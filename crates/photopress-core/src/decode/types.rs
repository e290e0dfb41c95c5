//! Core types for image decoding.

use serde::{Deserialize, Serialize};
use thiserror::Error;

/// Error types for image decoding operations.
#[derive(Debug, Error)]
pub enum DecodeError {
    /// The input was empty.
    #[error("Empty image input")]
    Empty,

    /// The input looks like a data URI but its header is malformed.
    #[error("Invalid data URI: {0}")]
    InvalidDataUri(String),

    /// The base64 payload could not be decoded.
    #[error("Invalid base64 payload: {0}")]
    InvalidBase64(String),

    /// The file format is not recognized or supported.
    #[error("Invalid or unsupported image format")]
    InvalidFormat,

    /// The image file is corrupted or incomplete.
    #[error("Corrupted or incomplete image file: {0}")]
    CorruptedFile(String),
}

/// Filter type for image resizing operations.
#[derive(Debug, Clone, Copy, PartialEq, Eq, Default, Serialize, Deserialize)]
pub enum FilterType {
    /// Nearest neighbor interpolation (fastest, lowest quality).
    Nearest,
    /// Bilinear interpolation (fast, acceptable quality).
    #[default]
    Bilinear,
    /// Lanczos3 interpolation (slower, highest quality).
    Lanczos3,
}

impl FilterType {
    /// Convert to the image crate's FilterType.
    pub fn to_image_filter(self) -> image::imageops::FilterType {
        match self {
            FilterType::Nearest => image::imageops::FilterType::Nearest,
            FilterType::Bilinear => image::imageops::FilterType::Triangle,
            FilterType::Lanczos3 => image::imageops::FilterType::Lanczos3,
        }
    }
}

/// Raster formats recognised from magic bytes.
#[derive(Debug, Clone, Copy, PartialEq, Eq, Serialize, Deserialize)]
#[serde(rename_all = "lowercase")]
pub enum ImageFormat {
    Jpeg,
    Png,
    Gif,
    WebP,
    Bmp,
}

impl ImageFormat {
    /// Get the MIME type for this format.
    pub fn mime_type(self) -> &'static str {
        match self {
            ImageFormat::Jpeg => "image/jpeg",
            ImageFormat::Png => "image/png",
            ImageFormat::Gif => "image/gif",
            ImageFormat::WebP => "image/webp",
            ImageFormat::Bmp => "image/bmp",
        }
    }

    /// Look up a format by MIME type (case-insensitive).
    pub fn from_mime_type(mime: &str) -> Option<Self> {
        match mime.trim().to_ascii_lowercase().as_str() {
            "image/jpeg" | "image/jpg" | "image/pjpeg" => Some(ImageFormat::Jpeg),
            "image/png" => Some(ImageFormat::Png),
            "image/gif" => Some(ImageFormat::Gif),
            "image/webp" => Some(ImageFormat::WebP),
            "image/bmp" | "image/x-ms-bmp" => Some(ImageFormat::Bmp),
            _ => None,
        }
    }

    /// Detect the format from the leading bytes of an encoded image.
    pub fn sniff(data: &[u8]) -> Option<Self> {
        if data.starts_with(&[0xFF, 0xD8, 0xFF]) {
            return Some(ImageFormat::Jpeg);
        }
        if data.starts_with(&[0x89, 0x50, 0x4E, 0x47, 0x0D, 0x0A, 0x1A, 0x0A]) {
            return Some(ImageFormat::Png);
        }
        if data.starts_with(b"GIF87a") || data.starts_with(b"GIF89a") {
            return Some(ImageFormat::Gif);
        }
        if data.len() >= 12 && data.starts_with(b"RIFF") && &data[8..12] == b"WEBP" {
            return Some(ImageFormat::WebP);
        }
        if data.starts_with(b"BM") {
            return Some(ImageFormat::Bmp);
        }
        None
    }
}

/// EXIF orientation values (1-8).
/// See: https://exiftool.org/TagNames/EXIF.html
#[derive(Debug, Clone, Copy, PartialEq, Eq, Default, Serialize, Deserialize)]
#[repr(u8)]
pub enum Orientation {
    /// Normal (no transformation needed).
    #[default]
    Normal = 1,
    /// Horizontal flip.
    FlipHorizontal = 2,
    /// Rotate 180 degrees.
    Rotate180 = 3,
    /// Vertical flip.
    FlipVertical = 4,
    /// Transpose (flip horizontal + rotate 270 CW).
    Transpose = 5,
    /// Rotate 90 degrees clockwise.
    Rotate90CW = 6,
    /// Transverse (flip horizontal + rotate 90 CW).
    Transverse = 7,
    /// Rotate 270 degrees clockwise (90 CCW).
    Rotate270CW = 8,
}

impl Orientation {
    /// Returns true if this orientation swaps width and height dimensions.
    #[inline]
    pub fn swaps_dimensions(self) -> bool {
        matches!(
            self,
            Orientation::Transpose
                | Orientation::Rotate90CW
                | Orientation::Transverse
                | Orientation::Rotate270CW
        )
    }
}

impl From<u32> for Orientation {
    fn from(value: u32) -> Self {
        match value {
            2 => Orientation::FlipHorizontal,
            3 => Orientation::Rotate180,
            4 => Orientation::FlipVertical,
            5 => Orientation::Transpose,
            6 => Orientation::Rotate90CW,
            7 => Orientation::Transverse,
            8 => Orientation::Rotate270CW,
            _ => Orientation::Normal,
        }
    }
}

/// A decoded image with RGB pixel data.
#[derive(Debug, Clone)]
pub struct DecodedImage {
    /// Image width in pixels.
    pub width: u32,
    /// Image height in pixels.
    pub height: u32,
    /// RGB pixel data in row-major order (3 bytes per pixel).
    pub pixels: Vec<u8>,
}

impl DecodedImage {
    /// Create a new DecodedImage with the given dimensions and pixel data.
    pub fn new(width: u32, height: u32, pixels: Vec<u8>) -> Self {
        debug_assert_eq!(
            pixels.len(),
            (width as usize) * (height as usize) * 3,
            "Pixel buffer size mismatch"
        );
        Self {
            width,
            height,
            pixels,
        }
    }

    /// Create a DecodedImage from an image::RgbImage.
    pub fn from_rgb_image(img: image::RgbImage) -> Self {
        let (width, height) = img.dimensions();
        Self {
            width,
            height,
            pixels: img.into_raw(),
        }
    }

    /// Borrow the pixels as an image::RgbImage.
    pub fn to_rgb_image(&self) -> Option<image::RgbImage> {
        image::RgbImage::from_raw(self.width, self.height, self.pixels.clone())
    }

    /// Width and height as a tuple.
    pub fn dimensions(&self) -> (u32, u32) {
        (self.width, self.height)
    }
}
——————————
# [Exercise]
Output exactly one stretch of the listing: from the line containing "fn from(value: u32)" through the line containing "and pixel data.", both end lines included.

# [Solution]
    fn from(value: u32) -> Self {
        match value {
            2 => Orientation::FlipHorizontal,
            3 => Orientation::Rotate180,
            4 => Orientation::FlipVertical,
            5 => Orientation::Transpose,
            6 => Orientation::Rotate90CW,
            7 => Orientation::Transverse,
            8 => Orientation::Rotate270CW,
            _ => Orientation::Normal,
        }
    }
}

/// A decoded image with RGB pixel data.
#[derive(Debug, Clone)]
pub struct DecodedImage {
    /// Image width in pixels.
    pub width: u32,
    /// Image height in pixels.
    pub height: u32,
    /// RGB pixel data in row-major order (3 bytes per pixel).
    pub pixels: Vec<u8>,
}

impl DecodedImage {
    /// Create a new DecodedImage with the given dimensions and pixel data.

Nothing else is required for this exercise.